Everyone has a laundry list of things they’ve put off doing for days / months / years. There are things that need doing, (clean the slats of your window blinds. They’re filthy!) to things intended to do, (finish that novel? Don’t be ridiculous. At the very least, button up that short story.) to much simpler, pleasant things, (a manila envelope full of recipes you’ve lusted to make and eat, but were too lazy or time-strapped to make because it involved more than twenty minutes and one sauté pan.)
No matter what your fears or lack of common sense might tell you, that pandemic thing, that which “shall not be named,” will end, peter out, fizzle.

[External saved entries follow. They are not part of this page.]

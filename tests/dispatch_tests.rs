mod common;

use std::sync::{Arc, Mutex};
use std::time::Duration;

use common::{RecordingBridge, RollbackSpy};
use serde_json::{Value, json};
use solar_dongle::{CommandDispatcher, Debouncer, DongleId, EntityKey, EntityKind, MqttBridge};

const WIRE_A: &str = "dongle-AA:BB:CC:DD:EE:01";
const WIRE_B: &str = "dongle-AA:BB:CC:DD:EE:02";
const WIRE_C: &str = "dongle-AA:BB:CC:DD:EE:03";

fn setup() -> (Arc<CommandDispatcher>, Arc<RecordingBridge>) {
    common::init_tracing();
    let bridge = RecordingBridge::new();
    let dispatcher = Arc::new(CommandDispatcher::new(bridge.clone() as Arc<dyn MqttBridge>));
    (dispatcher, bridge)
}

fn spawn_send(
    dispatcher: &Arc<CommandDispatcher>,
    wire: &str,
    value: Value,
    rollback: &Arc<RollbackSpy>,
) -> tokio::task::JoinHandle<bool> {
    let dispatcher = Arc::clone(dispatcher);
    let dongle = DongleId::new(wire);
    let rollback = Arc::clone(rollback);
    tokio::spawn(async move {
        dispatcher
            .send(&dongle, "ACCharge", value, rollback.as_ref())
            .await
    })
}

fn spawn_group_send(
    dispatcher: &Arc<CommandDispatcher>,
    wires: &[&str],
    value: Value,
    rollback: &Arc<RollbackSpy>,
) -> tokio::task::JoinHandle<bool> {
    let dispatcher = Arc::clone(dispatcher);
    let dongles: Vec<DongleId> = wires.iter().map(DongleId::new).collect();
    let rollback = Arc::clone(rollback);
    tokio::spawn(async move {
        dispatcher
            .send_to_group(&dongles, "ACCharge", value, rollback.as_ref())
            .await
    })
}

#[tokio::test(start_paused = true)]
async fn success_reply_resolves_true_without_rollback() {
    let (dispatcher, bridge) = setup();
    let rollback = RollbackSpy::new();

    let task = spawn_send(&dispatcher, WIRE_A, json!(1), &rollback);
    tokio::time::sleep(Duration::from_millis(10)).await;
    dispatcher.handle_response(&DongleId::new(WIRE_A), br#"{"status":"success"}"#);

    assert!(task.await.unwrap());
    assert_eq!(rollback.count(), 0);

    // Publish first, then the response subscription, released at the end.
    assert_eq!(
        bridge.ops(),
        vec![
            format!("pub:{WIRE_A}/update"),
            format!("sub:{WIRE_A}/response"),
            format!("unsub:{WIRE_A}/response"),
        ]
    );
    let payloads = bridge.published_to(&format!("{WIRE_A}/update"));
    let payload: Value = serde_json::from_str(&payloads[0]).unwrap();
    assert_eq!(payload["setting"], "ACCharge");
    assert_eq!(payload["value"], 1);
    assert_eq!(payload["from"], "homeassistant");
}

#[tokio::test(start_paused = true)]
async fn error_reply_resolves_false_with_one_rollback() {
    let (dispatcher, _bridge) = setup();
    let rollback = RollbackSpy::new();

    let task = spawn_send(&dispatcher, WIRE_A, json!(1), &rollback);
    tokio::time::sleep(Duration::from_millis(10)).await;
    dispatcher.handle_response(&DongleId::new(WIRE_A), br#"{"status":"error"}"#);

    assert!(!task.await.unwrap());
    assert_eq!(rollback.count(), 1);
}

#[tokio::test(start_paused = true)]
async fn timeout_resolves_false_and_releases_subscription() {
    let (dispatcher, bridge) = setup();
    let rollback = RollbackSpy::new();
    let dongle = DongleId::new(WIRE_A);

    let ok = dispatcher
        .send(&dongle, "ACCharge", json!(1), rollback.as_ref())
        .await;

    assert!(!ok);
    assert_eq!(rollback.count(), 1);
    assert!(bridge.ops().contains(&format!("unsub:{WIRE_A}/response")));
}

#[tokio::test(start_paused = true)]
async fn second_command_within_a_second_is_dropped() {
    let (dispatcher, bridge) = setup();
    let rollback = RollbackSpy::new();

    let task = spawn_send(&dispatcher, WIRE_A, json!(1), &rollback);
    tokio::time::sleep(Duration::from_millis(10)).await;
    dispatcher.handle_response(&DongleId::new(WIRE_A), br#"{"status":"success"}"#);
    assert!(task.await.unwrap());

    // Still inside the rate-limit window.
    let ok = dispatcher
        .send(&DongleId::new(WIRE_A), "ACCharge", json!(0), rollback.as_ref())
        .await;

    assert!(!ok);
    assert_eq!(bridge.published_to(&format!("{WIRE_A}/update")).len(), 1);
    // A dropped command leaves the caller's state alone.
    assert_eq!(rollback.count(), 0);
}

#[tokio::test(start_paused = true)]
async fn concurrent_command_rejected_while_in_flight() {
    let (dispatcher, bridge) = setup();
    let rollback = RollbackSpy::new();

    let task = spawn_send(&dispatcher, WIRE_A, json!(1), &rollback);
    // Step past the rate-limit window while the first command is still
    // awaiting its response, so the busy gate is what rejects.
    tokio::time::sleep(Duration::from_secs(2)).await;

    let ok = dispatcher
        .send(&DongleId::new(WIRE_B), "ACCharge", json!(1), rollback.as_ref())
        .await;
    assert!(!ok);
    assert_eq!(bridge.published_to(&format!("{WIRE_B}/update")).len(), 0);

    dispatcher.handle_response(&DongleId::new(WIRE_A), br#"{"status":"success"}"#);
    assert!(task.await.unwrap());
}

#[tokio::test(start_paused = true)]
async fn group_subscribes_everyone_before_publishing() {
    let (dispatcher, bridge) = setup();
    let rollback = RollbackSpy::new();

    let task = spawn_group_send(&dispatcher, &[WIRE_A, WIRE_B, WIRE_C], json!(1), &rollback);
    tokio::time::sleep(Duration::from_millis(10)).await;
    for wire in [WIRE_A, WIRE_B, WIRE_C] {
        dispatcher.handle_response(&DongleId::new(wire), br#"{"status":"success"}"#);
    }

    assert!(task.await.unwrap());
    assert_eq!(rollback.count(), 0);

    let ops = bridge.ops();
    assert_eq!(
        ops[..6],
        [
            format!("sub:{WIRE_A}/response"),
            format!("sub:{WIRE_B}/response"),
            format!("sub:{WIRE_C}/response"),
            format!("pub:{WIRE_A}/update"),
            format!("pub:{WIRE_B}/update"),
            format!("pub:{WIRE_C}/update"),
        ]
    );
    for wire in [WIRE_A, WIRE_B, WIRE_C] {
        assert!(ops.contains(&format!("unsub:{wire}/response")));
    }
}

#[tokio::test(start_paused = true)]
async fn group_partial_timeout_fails_whole_operation() {
    let (dispatcher, _bridge) = setup();
    let rollback = RollbackSpy::new();

    let task = spawn_group_send(&dispatcher, &[WIRE_A, WIRE_B, WIRE_C], json!(1), &rollback);
    tokio::time::sleep(Duration::from_millis(10)).await;
    dispatcher.handle_response(&DongleId::new(WIRE_A), br#"{"status":"success"}"#);
    dispatcher.handle_response(&DongleId::new(WIRE_B), br#"{"status":"success"}"#);
    // WIRE_C never answers; the group timeout elapses.

    assert!(!task.await.unwrap());
    assert_eq!(rollback.count(), 1);
}

#[tokio::test(start_paused = true)]
async fn unparseable_group_reply_counts_as_failed_response() {
    let (dispatcher, _bridge) = setup();
    let rollback = RollbackSpy::new();

    let started = tokio::time::Instant::now();
    let task = spawn_group_send(&dispatcher, &[WIRE_A, WIRE_B], json!(1), &rollback);
    tokio::time::sleep(Duration::from_millis(10)).await;
    dispatcher.handle_response(&DongleId::new(WIRE_A), br#"{"status":"success"}"#);
    dispatcher.handle_response(&DongleId::new(WIRE_B), b"%%% not json %%%");

    assert!(!task.await.unwrap());
    assert_eq!(rollback.count(), 1);
    // The garbage reply completed the wait; no 15-second timeout ran.
    assert!(started.elapsed() < Duration::from_secs(15));
}

#[tokio::test(start_paused = true)]
async fn batch_command_carries_all_settings() {
    let (dispatcher, bridge) = setup();
    let rollback = RollbackSpy::new();
    let dongle = DongleId::new(WIRE_A);

    let task = {
        let dispatcher = Arc::clone(&dispatcher);
        let dongle = dongle.clone();
        let rollback = Arc::clone(&rollback);
        tokio::spawn(async move {
            let settings = vec![
                ("ACChgStart".to_string(), json!("01:30")),
                ("ACChgEnd".to_string(), json!("05:00")),
            ];
            dispatcher
                .send_batch(&dongle, &settings, rollback.as_ref())
                .await
        })
    };
    tokio::time::sleep(Duration::from_millis(10)).await;
    dispatcher.handle_response(&dongle, br#"{"status":"success"}"#);

    assert!(task.await.unwrap());
    let payloads = bridge.published_to(&format!("{WIRE_A}/update"));
    let payload: Value = serde_json::from_str(&payloads[0]).unwrap();
    let settings = payload["settings"].as_array().unwrap();
    assert_eq!(settings.len(), 2);
    assert_eq!(settings[0]["setting"], "ACChgStart");
    assert_eq!(settings[0]["value"], "01:30");
    assert_eq!(settings[1]["setting"], "ACChgEnd");
    assert_eq!(payload["from"], "homeassistant");
}

#[tokio::test(start_paused = true)]
async fn stray_response_without_pending_command_is_ignored() {
    let (dispatcher, _bridge) = setup();
    // Must not panic or poison anything.
    dispatcher.handle_response(&DongleId::new(WIRE_A), br#"{"status":"success"}"#);
}

#[tokio::test(start_paused = true)]
async fn debounced_send_keeps_only_last_edit() {
    common::init_tracing();
    let debouncer = Debouncer::new(Duration::from_secs(1));
    let fired: Arc<Mutex<Vec<i64>>> = Arc::new(Mutex::new(Vec::new()));
    let key = EntityKey::dongle(EntityKind::Time, &DongleId::new(WIRE_A), "ACChgStart");

    for value in [1, 2] {
        let fired = fired.clone();
        debouncer.schedule(key.clone(), async move {
            fired.lock().unwrap().push(value);
        });
        tokio::time::sleep(Duration::from_millis(100)).await;
    }
    tokio::time::sleep(Duration::from_secs(2)).await;

    assert_eq!(*fired.lock().unwrap(), vec![2]);
}

#[tokio::test(start_paused = true)]
async fn cancelled_debounce_never_fires() {
    let debouncer = Debouncer::new(Duration::from_secs(1));
    let fired: Arc<Mutex<Vec<i64>>> = Arc::new(Mutex::new(Vec::new()));
    let key = EntityKey::dongle(EntityKind::Time, &DongleId::new(WIRE_A), "ACChgStart");

    {
        let fired = fired.clone();
        debouncer.schedule(key.clone(), async move {
            fired.lock().unwrap().push(1);
        });
    }
    debouncer.cancel(&key);
    tokio::time::sleep(Duration::from_secs(2)).await;

    assert!(fired.lock().unwrap().is_empty());
}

And when it does, will you be left lamenting the lost time spent listening to the same news story over and over ad nauseam? Will you be guilt-shamed at the lost opportunity to actually finish something? Or will you have a little cheshire-cat grin of smug satisfaction, knowing that you accomplished something, ticked an item or three off of your well-intentioned list, “wasted” hours reading books, exercising, meditating, learning a few phrases in a foreign language well enough to actually speak them with confidence.
Don’t dally, people. You won’t have the luxury of hiding behind a social-distanced, self-imposed exile forever. People will respect you for your discipline and self-denial for the good of humanity. Hah! Little will they know. In these weeks, you mastered the chiffonade, translated PORTNOY’S COMPLAINT into Esperantu, and sat in half-lotus for twenty minutes, three times in one day!, with nary a thought of CV-19.
Bravo. Well-played. Mankind is proud of you. Bored… indeed. Now go out and play.